I have been trying to help the Mister with his new goals. Business, business and bloody business. He wants to be the employer instead of the employed. Sometimes I think it’s a good way to go. Right?

But I have my doubts..like maybe we should just move to a place where the 12% VAT (value added tax) does not exist. That way we can get simple jobs and still be able to buy more than we need. Because life was so much easier before the 12%VAT came along. There was much to be saved without the pinching. Lately, no matter how hard we pinch much has not been saved.

I hate being at the mercy of crap.

Speaking of crap, my father came to see me the other day. I think he did it to mostly gloat. He kept talking about that damned car he wants to get my sister. When he wasn’t talking about that, he was asking me about my commute. I honestly wanted to tell him to leave me the f*** alone, but I reigned it in and told him nicely that I take the tricycle to Crossing and walk the rest of the way to Megamall. He mentioned that pick-pockets and snatchers frequented that intersection, and that, if I was walking home with bags of groceries I would be the likely target. Funny, it seemed that the thought that his daughter might be pick-pocketed amused him. He is a daft man, my father is. He never knows how mean he can get and so never suffers any guilt for the broken hearts. He bugs me about this house he wants to build for the family. And yet he fails to see that I don’t want to do it because I will never be part of it. The Mister (bless his kind heart) has taken to the design to save me. But my father insists on rubbing salt into my invisible wounds. My father wants me to make sure his house is built. But I don’t see why I would want to do it. I’ve been kicked out. I don’t belong. And for as long as I can remember I have never qualified as the daughter. Why can’t I just be left alone? Why he has to keep yanking on this string I don’t know. But I am sucker for his calls and visits. Always hoping that he might be nice to me and give me some sort of assurance that I can count on him to help me any time.

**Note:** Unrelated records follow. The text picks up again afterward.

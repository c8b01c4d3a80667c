use std::fmt;
use std::path::PathBuf;
use std::sync::atomic::AtomicBool;
use std::sync::Arc;

use crate::display::frame_display::FrameDisplay;
use crate::output::domain::output_report::OutputReport;
use crate::output::domain::source::SourceKind;
use crate::output::video_output_manager::VideoOutputManager;

use super::display_sink::{DisplaySink, StopReason};
use super::inference_source::InferenceSource;
use super::session_logger::SessionLogger;
use super::session_metrics::{MetricsSummary, SessionMetrics};

/// How the frame loop of a session ended.
#[derive(Clone, Debug, PartialEq)]
pub enum SessionTermination {
    /// The source ran out of frames.
    Exhausted,
    /// The sink asked the source to stop.
    Stopped(StopReason),
    /// The source returned an error.
    Failed(String),
}

impl fmt::Display for SessionTermination {
    fn fmt(&self, f: &mut fmt::Formatter<'_>) -> fmt::Result {
        match self {
            Self::Exhausted => write!(f, "input exhausted"),
            Self::Stopped(reason) => write!(f, "stopped ({reason})"),
            Self::Failed(reason) => write!(f, "failed: {reason}"),
        }
    }
}

/// Everything a finished session produced.
#[derive(Clone, Debug)]
pub struct SessionReport {
    pub source_kind: SourceKind,
    pub termination: SessionTermination,
    pub frames_handled: usize,
    /// `None` for live sources.
    pub output: Option<OutputReport>,
    /// Published path, else local path, else `None`.
    pub saved_file: Option<PathBuf>,
    pub metrics: MetricsSummary,
    pub audit_table: Vec<String>,
}

/// Drives one session end to end.
///
/// Classifies the input, lets the source push frames through a
/// [`DisplaySink`], then finalizes the output and terminates the source on
/// every exit path. Single-use: a second `execute` fails.
pub struct RunSessionUseCase {
    manager: VideoOutputManager,
    source: Box<dyn InferenceSource>,
    display: Box<dyn FrameDisplay>,
    logger: Box<dyn SessionLogger>,
    canvas: (u32, u32),
    max_frames: Option<usize>,
    cancelled: Arc<AtomicBool>,
    executed: bool,
}

impl RunSessionUseCase {
    #[allow(clippy::too_many_arguments)]
    pub fn new(
        manager: VideoOutputManager,
        source: Box<dyn InferenceSource>,
        display: Box<dyn FrameDisplay>,
        logger: Box<dyn SessionLogger>,
        canvas: (u32, u32),
        max_frames: Option<usize>,
        cancelled: Option<Arc<AtomicBool>>,
    ) -> Self {
        Self {
            manager,
            source,
            display,
            logger,
            canvas,
            max_frames,
            cancelled: cancelled.unwrap_or_else(|| Arc::new(AtomicBool::new(false))),
            executed: false,
        }
    }

    /// Handle for stopping the session from another thread.
    pub fn cancel_handle(&self) -> Arc<AtomicBool> {
        Arc::clone(&self.cancelled)
    }

    pub fn manager(&self) -> &VideoOutputManager {
        &self.manager
    }

    pub fn execute(&mut self, reference: &str) -> Result<SessionReport, Box<dyn std::error::Error>> {
        if self.executed {
            return Err("Session already executed".into());
        }
        self.executed = true;

        let source_kind = self.manager.classify_source(reference);
        match source_kind {
            SourceKind::File => self
                .logger
                .info(&format!("Processing video file {reference} (display + save)")),
            SourceKind::LiveStream => self
                .logger
                .info(&format!("Processing live source {reference} (display only)")),
        }

        let mut metrics = SessionMetrics::new();
        let (run_result, frames_handled, stop_reason) = {
            let mut sink = DisplaySink::new(
                &mut self.manager,
                &mut metrics,
                self.display.as_mut(),
                self.logger.as_mut(),
                self.canvas,
                Arc::clone(&self.cancelled),
                self.max_frames,
            );
            let result = self.source.run(reference, &mut sink);
            (result, sink.handled(), sink.stop_reason())
        };

        let termination = match (run_result, stop_reason) {
            (Err(e), _) => {
                let reason = e.to_string();
                self.logger.warn(&format!("Source error: {reason}"));
                self.manager.record(format!("Session ended abnormally: {reason}"));
                SessionTermination::Failed(reason)
            }
            (Ok(_), Some(reason)) => SessionTermination::Stopped(reason),
            (Ok(_), None) => SessionTermination::Exhausted,
        };

        let saved_file = self.manager.finalize_and_publish();
        self.source.terminate();

        let report = SessionReport {
            source_kind,
            termination,
            frames_handled,
            output: self.manager.report(),
            saved_file,
            metrics: metrics.summary(),
            audit_table: self.manager.audit_table(),
        };
        self.log_report(&report);
        Ok(report)
    }

    fn log_report(&mut self, report: &SessionReport) {
        self.logger.info(&format!("Session {}", report.termination));

        if let Some(output) = &report.output {
            self.logger.report("Output", &output.lines());
            match &report.saved_file {
                Some(path) => self.logger.info(&format!("Final result: {}", path.display())),
                None => self
                    .logger
                    .warn("Video processing failed - check the diagnostics below"),
            }
            self.logger.report("Diagnostics", &report.audit_table);
        } else {
            self.logger
                .info("Live source: real-time only, nothing was saved");
        }

        if report.metrics.total_frames > 0 {
            self.logger.report("Performance", &report.metrics.lines());
        }
        self.logger.summary();
    }
}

Sometimes I imagine I was someone else’s daughter. That someday my real parents will come and take me away. But it’s dumb because the parents I’ve lived with my whole life don’t know who I am. How can I expect the imaginary parents from far away?

This is so juvenile. I tried to forget about everything. I really did. But there is something about trying to forget and trying to remember that makes it all seem hopeless. I remember codeine and the floating brain, all thought and reason out of reach, it was almost bliss. But the headache cure is better than codeine, because the brain does not float. Instead, it reaches an unknown plateau in my mind, and everything matters because I am so deeply loved in every sense of the word.